Continuous campaign targeting refinement focuses budget on well-defined segments with the highest probability of conversions. This prevents wasted spend from chasing audiences, sites and searches with low relevance.
Dayparting Adjustments
Looking at performance by day of week and hour will identify low-quality periods. Often weekends or late nights see more irrelevant browsing which converts poorly.
Use your account reporting to analyze clicks, spend, conversions, and conversion rate by day and hour. Find underperforming zones with higher than average clicks and spend but lower conversion rates.
For example, if Saturdays cost 20% more per conversion, you could set lower bids and tighter budget rules for ads which display on Saturdays.
Dayparting enables you to optimize your resources for times which drive more qualified traffic and higher converting users. You can then dial back budgets for poor performing days and hours which contribute excessive low-quality clicks and impressions.
You should regularly update your dayparting settings based on the latest performance data from your reports. By continually adjusting for daily and hourly patterns, you can cut budget leaks from low-quality time periods.
Countering the Activities of Bad Actors
Bad actors like click farms and competitors can deliberately drain budgets through generating low-quality clicks. By scanning your IP address reports you can detect suspicious patterns here.
Look for IP addresses associated with repeated single-user actions like searches without conversions.
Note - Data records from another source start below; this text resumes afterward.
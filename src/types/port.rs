//! Port types with validation and parsing.
//!
//! The `Port` newtype ensures values are always valid port numbers (1-65535).
//! `PortSpec` parses candidate port lists such as `"80,443"` or
//! `"80,8000-8010"` into an ordered, duplicate-free sequence.

use serde::{Deserialize, Serialize};
use std::collections::HashSet;
use std::fmt;
use std::str::FromStr;

/// A validated network port number (1-65535).
#[derive(Debug, Clone, Copy, PartialEq, Eq, PartialOrd, Ord, Hash, Serialize, Deserialize)]
#[serde(try_from = "u16", into = "u16")]
pub struct Port(u16);

impl Port {
    pub const HTTP: Port = Port(80);
    pub const HTTPS: Port = Port(443);

    /// Create a new Port from a u16, returning None for port 0.
    #[inline]
    pub const fn new(port: u16) -> Option<Self> {
        if port == 0 { None } else { Some(Self(port)) }
    }

    /// Get the raw port number.
    #[inline]
    pub const fn as_u16(self) -> u16 {
        self.0
    }
}

impl fmt::Display for Port {
    fn fmt(&self, f: &mut fmt::Formatter<'_>) -> fmt::Result {
        write!(f, "{}", self.0)
    }
}

impl TryFrom<u16> for Port {
    type Error = PortError;

    fn try_from(value: u16) -> Result<Self, Self::Error> {
        Self::new(value).ok_or(PortError::OutOfRange(value))
    }
}

impl From<Port> for u16 {
    fn from(port: Port) -> Self {
        port.0
    }
}

/// Error type for port parsing and validation.
#[derive(Debug, Clone, PartialEq, Eq, thiserror::Error)]
pub enum PortError {
    #[error("port {0} is out of valid range (1-65535)")]
    OutOfRange(u16),
    #[error("invalid port number: {0}")]
    InvalidFormat(String),
    #[error("invalid port range: start ({0}) > end ({1})")]
    InvalidRange(u16, u16),
    #[error("empty port specification")]
    Empty,
}

/// An inclusive range of ports.
#[derive(Debug, Clone, Copy, PartialEq, Eq)]
struct PortRange {
    start: Port,
    end: Port,
}

impl PortRange {
    fn new(start: Port, end: Port) -> Result<Self, PortError> {
        if start > end {
            Err(PortError::InvalidRange(start.0, end.0))
        } else {
            Ok(Self { start, end })
        }
    }

    fn iter(&self) -> impl Iterator<Item = Port> {
        (self.start.0..=self.end.0).map(Port)
    }
}

/// An ordered list of candidate ports.
///
/// Unlike a scan range, the order matters: reachability checks walk the
/// list front to back and stop at the first port that accepts a connection.
#[derive(Debug, Clone, PartialEq, Eq)]
pub struct PortSpec {
    ports: Vec<Port>,
}

impl PortSpec {
    /// Build a spec from explicit ports, dropping repeats.
    pub fn from_ports(ports: impl IntoIterator<Item = Port>) -> Result<Self, PortError> {
        let mut seen = HashSet::new();
        let ports: Vec<Port> = ports.into_iter().filter(|port| seen.insert(*port)).collect();

        if ports.is_empty() {
            return Err(PortError::Empty);
        }
        Ok(Self { ports })
    }

    /// Ports in the order they were given.
    pub fn ports(&self) -> &[Port] {
        &self.ports
    }

    pub fn into_ports(self) -> Vec<Port> {
        self.ports
    }

    pub fn len(&self) -> usize {
        self.ports.len()
    }

    pub fn is_empty(&self) -> bool {
        self.ports.is_empty()
    }
}

impl Default for PortSpec {
    fn default() -> Self {
        Self {
            ports: vec![Port::HTTP, Port::HTTPS],
        }
    }
}

fn parse_port(s: &str) -> Result<Port, PortError> {
    let s = s.trim();
    let value: u16 = s
        .parse()
        .map_err(|_| PortError::InvalidFormat(s.to_string()))?;
    Port::try_from(value)
}

impl FromStr for PortSpec {
    type Err = PortError;

    fn from_str(s: &str) -> Result<Self, Self::Err> {
        let s = s.trim();
        if s.is_empty() {
            return Err(PortError::Empty);
        }

        let mut ports = Vec::new();

        for part in s.split(',').map(str::trim).filter(|p| !p.is_empty()) {
            match part.split_once('-') {
                Some((start, end)) => {
                    let range = PortRange::new(parse_port(start)?, parse_port(end)?)?;
                    ports.extend(range.iter());
                }
                None => ports.push(parse_port(part)?),
            }
        }

        Self::from_ports(ports)
    }
}

impl fmt::Display for PortSpec {
    fn fmt(&self, f: &mut fmt::Formatter<'_>) -> fmt::Result {
        let parts: Vec<String> = self.ports.iter().map(|p| p.to_string()).collect();
        write!(f, "{}", parts.join(","))
    }
}

#[cfg(test)]
mod tests {
    use super::*;

    #[test]
    fn test_port_validation() {
        assert!(Port::new(0).is_none());
        assert!(Port::new(1).is_some());
        assert!(Port::new(65535).is_some());
        assert_eq!(Port::try_from(0), Err(PortError::OutOfRange(0)));
    }

    #[test]
    fn test_default_candidates() {
        let spec = PortSpec::default();
        assert_eq!(spec.ports(), &[Port::HTTP, Port::HTTPS]);
        assert_eq!(spec.to_string(), "80,443");
    }

    #[test]
    fn test_port_spec_preserves_order() {
        let spec: PortSpec = "443,80,8080".parse().unwrap();
        let raw: Vec<u16> = spec.ports().iter().map(|p| p.as_u16()).collect();
        assert_eq!(raw, vec![443, 80, 8080]);
    }

    #[test]
    fn test_port_spec_ranges() {
        let spec: PortSpec = "80,8000-8003".parse().unwrap();
        assert_eq!(spec.len(), 5);
        assert_eq!(spec.to_string(), "80,8000,8001,8002,8003");
    }

    #[test]
    fn test_port_spec_dedup() {
        let spec: PortSpec = "80,80,443,80".parse().unwrap();
        assert_eq!(spec.to_string(), "80,443");
    }

    #[test]
    fn test_port_spec_full_range() {
        let spec: PortSpec = "1-65535".parse().unwrap();
        assert_eq!(spec.len(), 65535);
        assert_eq!(spec.ports()[0].as_u16(), 1);
        assert_eq!(spec.ports()[65534].as_u16(), 65535);

        let spec: PortSpec = "443,1-65535,80".parse().unwrap();
        assert_eq!(spec.len(), 65535);
        assert_eq!(spec.ports()[0], Port::HTTPS);
    }

    #[test]
    fn test_port_spec_errors() {
        assert_eq!("".parse::<PortSpec>(), Err(PortError::Empty));
        assert_eq!(" , ".parse::<PortSpec>(), Err(PortError::Empty));
        assert_eq!("0".parse::<PortSpec>(), Err(PortError::OutOfRange(0)));
        assert_eq!("90-80".parse::<PortSpec>(), Err(PortError::InvalidRange(90, 80)));
        assert!(matches!("http".parse::<PortSpec>(), Err(PortError::InvalidFormat(_))));
    }

    #[test]
    fn test_port_serde_rejects_zero() {
        assert!(serde_json::from_str::<Port>("0").is_err());
        assert_eq!(serde_json::from_str::<Port>("8080").unwrap().as_u16(), 8080);
    }
}
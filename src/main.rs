//! httpsweep - An HTTP/HTTPS-aware domain prober.
//!
//! Reads targets, validates hosts over TCP, probes them concurrently and
//! writes a JSON report of every attempt.

use anyhow::{Context, Result};
use clap::Parser;
use httpsweep::cli::Args;
use httpsweep::input::read_targets;
use httpsweep::logging::init_logging;
use httpsweep::net::{HttpClient, TcpReachability};
use httpsweep::output;
use httpsweep::pipeline::Pipeline;
use httpsweep::storage::ReportStore;
use httpsweep::version::{self, VersionStatus};
use std::process::ExitCode;
use std::sync::Arc;
use std::time::Duration;
use tracing::error;

/// Timeout for the release lookup.
const VERSION_CHECK_TIMEOUT: Duration = Duration::from_secs(10);

#[tokio::main]
async fn main() -> ExitCode {
    let args = Args::parse();

    match run(args).await {
        Ok(()) => ExitCode::SUCCESS,
        Err(e) => {
            output::print_error(&format!("{:#}", e));
            ExitCode::FAILURE
        }
    }
}

async fn run(args: Args) -> Result<()> {
    let settings = args.settings().context("failed to load settings")?;
    let config = args
        .probe_config(&settings)
        .context("invalid probe configuration")?;
    init_logging(config.verbose);

    let targets = read_targets(args.targets.as_deref()).context("failed to read targets")?;

    if !args.quiet {
        let status = match &settings.release_url {
            Some(url) => {
                let client = HttpClient::new(VERSION_CHECK_TIMEOUT)?;
                version::check(&client, url).await
            }
            None => VersionStatus::Unchecked,
        };
        output::print_banner(&status);
    }

    let store = match &args.output {
        Some(path) => ReportStore::new(path.clone()),
        None => ReportStore::temporary(),
    };
    output::print_run_header(store.path(), targets.len());

    let fetcher = Arc::new(HttpClient::new(config.request_timeout)?);
    let reachability = Arc::new(TcpReachability::new(config.reachability_timeout));
    let pipeline = Pipeline::new(config, fetcher, reachability);

    let report = pipeline.run(targets, &store).await;

    if let Err(e) = store.finish(&report) {
        error!(path = %store.path().display(), error = %e, "failed to write report");
    }

    Ok(())
}
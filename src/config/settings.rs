//! Application settings and paths.
//!
//! Persisted defaults live in the XDG config directory
//! (`~/.config/httpsweep/settings.json`). A missing file means defaults;
//! command-line flags override whatever is loaded.

use crate::error::{ConfigError, ConfigResult};
use crate::types::PortSpec;
use directories::ProjectDirs;
use serde::{Deserialize, Serialize};
use std::fs;
use std::path::{Path, PathBuf};

/// Application directory paths following the XDG Base Directory Specification.
#[derive(Debug, Clone)]
pub struct Paths {
    /// Configuration directory (~/.config/httpsweep)
    pub config_dir: PathBuf,
}

impl Paths {
    /// Resolve paths using XDG directories. Nothing is created on disk.
    pub fn resolve() -> ConfigResult<Self> {
        let project = ProjectDirs::from("com", "httpsweep", "httpsweep")
            .ok_or(ConfigError::DirectoryNotFound)?;

        Ok(Self {
            config_dir: project.config_dir().to_path_buf(),
        })
    }

    /// Get the path to the settings file.
    pub fn settings_file(&self) -> PathBuf {
        self.config_dir.join("settings.json")
    }
}

/// Application-wide settings.
#[derive(Debug, Clone, PartialEq, Eq, Serialize, Deserialize)]
#[serde(default)]
pub struct AppSettings {
    /// Default worker count per stage.
    pub threads: usize,
    /// Default HTTP request timeout in seconds.
    pub timeout_secs: u64,
    /// Default candidate ports for host validation.
    pub ports: String,
    /// Latest-release endpoint for the version check (GitHub releases API shape).
    pub release_url: Option<String>,
}

impl Default for AppSettings {
    fn default() -> Self {
        Self {
            threads: 40,
            timeout_secs: 10,
            ports: PortSpec::default().to_string(),
            release_url: None,
        }
    }
}

impl AppSettings {
    /// Load settings from the default location.
    pub fn load() -> ConfigResult<Self> {
        let file = Paths::resolve()?.settings_file();

        if !file.exists() {
            return Ok(Self::default());
        }

        Self::load_from(&file)
    }

    /// Load settings from a specific file.
    pub fn load_from(path: &Path) -> ConfigResult<Self> {
        let content = fs::read_to_string(path).map_err(|e| ConfigError::ReadFailed {
            path: path.to_path_buf(),
            reason: e.to_string(),
        })?;

        serde_json::from_str(&content).map_err(|e| ConfigError::InvalidFormat(e.to_string()))
    }

    /// Parse the configured port list.
    pub fn port_spec(&self) -> ConfigResult<PortSpec> {
        Ok(self.ports.parse()?)
    }
}
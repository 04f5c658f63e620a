//! Target input.
//!
//! Targets come from a file (one per line), a single literal on the command
//! line, or stdin. Lines are trimmed, blanks skipped and duplicates dropped,
//! keeping the first occurrence.

use crate::error::{InputError, InputResult};
use std::collections::HashSet;
use std::fs::File;
use std::io::{self, BufRead, BufReader};
use std::path::Path;

/// Read distinct, trimmed, non-empty lines.
pub fn read_lines<R: BufRead>(reader: R) -> InputResult<Vec<String>> {
    let mut seen = HashSet::new();
    let mut lines = Vec::new();

    for line in reader.lines() {
        let line = line?;
        let line = line.trim();
        if !line.is_empty() && seen.insert(line.to_string()) {
            lines.push(line.to_string());
        }
    }

    Ok(lines)
}

/// Collect targets from `source`.
///
/// An existing file is read line by line; any other value is a single
/// literal target; `None` reads stdin. An empty result is an error.
pub fn read_targets(source: Option<&str>) -> InputResult<Vec<String>> {
    let targets = match source {
        Some(source) if Path::new(source).is_file() => {
            let file = File::open(source).map_err(|e| InputError::Open {
                path: source.into(),
                source: e,
            })?;
            read_lines(BufReader::new(file))?
        }
        Some(literal) => read_lines(literal.as_bytes())?,
        None => read_lines(io::stdin().lock())?,
    };

    if targets.is_empty() {
        return Err(InputError::Empty);
    }

    Ok(targets)
}
//! JSON report sink.
//!
//! Drains the pipeline's result stream into a single report document and
//! writes it, pretty-printed, to one file per run.

use crate::error::{ReportError, ReportResult};
use crate::types::OutcomeRecord;
use chrono::{DateTime, Utc};
use serde::{Deserialize, Serialize};
use std::fs;
use std::path::{Path, PathBuf};
use tokio::sync::mpsc::UnboundedReceiver;
use tracing::{debug, info};

/// Value of the report's `info` field.
pub const REPORT_INFO: &str = "httpsweep-output";

/// A complete run report.
#[derive(Debug, Clone, PartialEq, Serialize, Deserialize)]
pub struct Report {
    pub info: String,
    pub version: String,
    /// When the report was started.
    pub timestamp: DateTime<Utc>,
    /// Records in completion order.
    pub data_output: Vec<OutcomeRecord>,
}

impl Report {
    /// Create an empty report stamped now.
    pub fn new() -> Self {
        Self {
            info: REPORT_INFO.to_string(),
            version: crate::version::CURRENT_VERSION.to_string(),
            timestamp: Utc::now(),
            data_output: Vec::new(),
        }
    }

    pub fn push(&mut self, record: OutcomeRecord) {
        self.data_output.push(record);
    }

    pub fn len(&self) -> usize {
        self.data_output.len()
    }

    pub fn is_empty(&self) -> bool {
        self.data_output.is_empty()
    }

    /// Number of error records.
    pub fn error_count(&self) -> usize {
        self.data_output.iter().filter(|r| r.is_error).count()
    }
}

impl Default for Report {
    fn default() -> Self {
        Self::new()
    }
}

/// Default report location: `<temp dir>/httpsweep-<unix nanos>.json`.
pub fn default_report_path() -> PathBuf {
    let now = Utc::now();
    let stamp = now
        .timestamp_nanos_opt()
        .unwrap_or_else(|| now.timestamp_micros().saturating_mul(1000));
    std::env::temp_dir().join(format!("httpsweep-{}.json", stamp))
}

/// File-backed report sink.
#[derive(Debug, Clone)]
pub struct ReportStore {
    path: PathBuf,
}

impl ReportStore {
    /// Create a sink writing to `path`.
    pub fn new(path: impl Into<PathBuf>) -> Self {
        Self { path: path.into() }
    }

    /// Create a sink writing to [`default_report_path`].
    pub fn temporary() -> Self {
        Self::new(default_report_path())
    }

    pub fn path(&self) -> &Path {
        &self.path
    }

    /// Drain `results` until every producer has hung up.
    pub async fn collect(&self, mut results: UnboundedReceiver<OutcomeRecord>) -> Report {
        let mut report = Report::new();
        while let Some(record) = results.recv().await {
            report.push(record);
        }
        debug!(records = report.len(), "result stream closed");
        report
    }

    /// Write `report` to the sink's path.
    pub fn save(&self, report: &Report) -> ReportResult<()> {
        let content = serde_json::to_string_pretty(report)?;

        fs::write(&self.path, content).map_err(|e| ReportError::Write {
            path: self.path.clone(),
            source: e,
        })
    }

    /// Write `report` and announce its path if it holds any records.
    ///
    /// The document is written even when empty.
    pub fn finish(&self, report: &Report) -> ReportResult<()> {
        self.save(report)?;
        info!(
            records = report.len(),
            errors = report.error_count(),
            path = %self.path.display(),
            "report written"
        );

        if !report.is_empty() {
            crate::output::print_report_saved(&self.path);
        }
        Ok(())
    }
}
//! Transport trait abstractions.
//!
//! The probers and the pipeline only talk to the network through these two
//! traits, so tests can swap in deterministic in-memory transports.

use crate::error::FetchResult;
use crate::types::Port;
use async_trait::async_trait;
use reqwest::StatusCode;

/// A fully-read HTTP response, reduced to what classification needs.
#[derive(Debug, Clone, PartialEq, Eq)]
pub struct HttpResponse {
    /// The URL as requested (not re-serialized by the client).
    pub url: String,
    pub status: StatusCode,
    /// Raw `Location` header, if present and valid UTF-8.
    pub location: Option<String>,
    /// Number of body bytes read and discarded.
    pub body_size: u64,
}

impl HttpResponse {
    pub fn new(url: impl Into<String>, status: StatusCode, body_size: u64) -> Self {
        Self {
            url: url.into(),
            status,
            location: None,
            body_size,
        }
    }

    pub fn with_location(mut self, location: impl Into<String>) -> Self {
        self.location = Some(location.into());
        self
    }
}

/// Performs a single GET without following redirects.
///
/// Implementations must be safe to share across all probe workers.
#[async_trait]
pub trait Fetcher: Send + Sync {
    /// Fetch `url` and drain its body.
    async fn get(&self, url: &str) -> FetchResult<HttpResponse>;
}

/// TCP-level liveness check.
#[async_trait]
pub trait Reachability: Send + Sync {
    /// Whether `host:port` accepts a TCP connection.
    async fn is_reachable(&self, host: &str, port: Port) -> bool;
}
See if any originate from suspicious regions for your business.
If you identify IP blocks generating lots of impressions or clicks without corresponding conversion value, you can then systematically block these low-quality IP addresses via your account exclusions.
For example, a retailer once plugged budget leaks by blocking a single bad actor IP address, responsible for over 35,000 conversions-less clicks per month.
Make weeding out nasty IP addresses part of your regular hygiene system. Continuously scan recent IP histories for evidence of deliberate budget sabotage or waste. By severing access to these through exclusions, you reclaim the budget lost to bad actors.
Ongoing Maintenance
Plugging budget leaks requires diligence over time. By implementing proactive change monitoring, you can catch emerging issues early.
You can review account change history every 2 weeks to identify adjustments preceding performance drops. You should also scan daily for changes made in ad platforms outside your system.
You can set up custom alerts to identify changes in conversion tracking, rapid budget burns and dramatic performance shifts at the campaign and ad group levels. You can also create automatic blocks for common low-quality IPs, suspicious search queries and consistent non-converters.
Make small, iterative changes of this nature consistently to avoid major volatility. Test new targeting cautiously before expanding budget exposure.
Budget leaks can reopen over time, as changes roll out or accounts scale. By maintaining constant vigilance through change monitoring, staged testing and alerts you can prevent new leaks. Ongoing refinement minimizes wasted spend, ensures the scaling budgets driving ROI and generates high-quality clicks and conversions across accounts.
Conclusion
Budget leaks severely hurt performance by wasting crucial spend. Preventing them requires:
- Pinpointing low-quality areas via reports
- Tightening targeting with negatives and exclusions
- Realigning to proven converters
- Change monitoring through alerts
- Incremental testing before committing spend
By taking the actions suggested here, all these steps can be taken. Such ongoing
precision targeting and optimization prevents waste and generates more high-value impressions. This in turn fuels performance momentum through lowering costs and enhancing conversions, and makes accounts sustainable long term.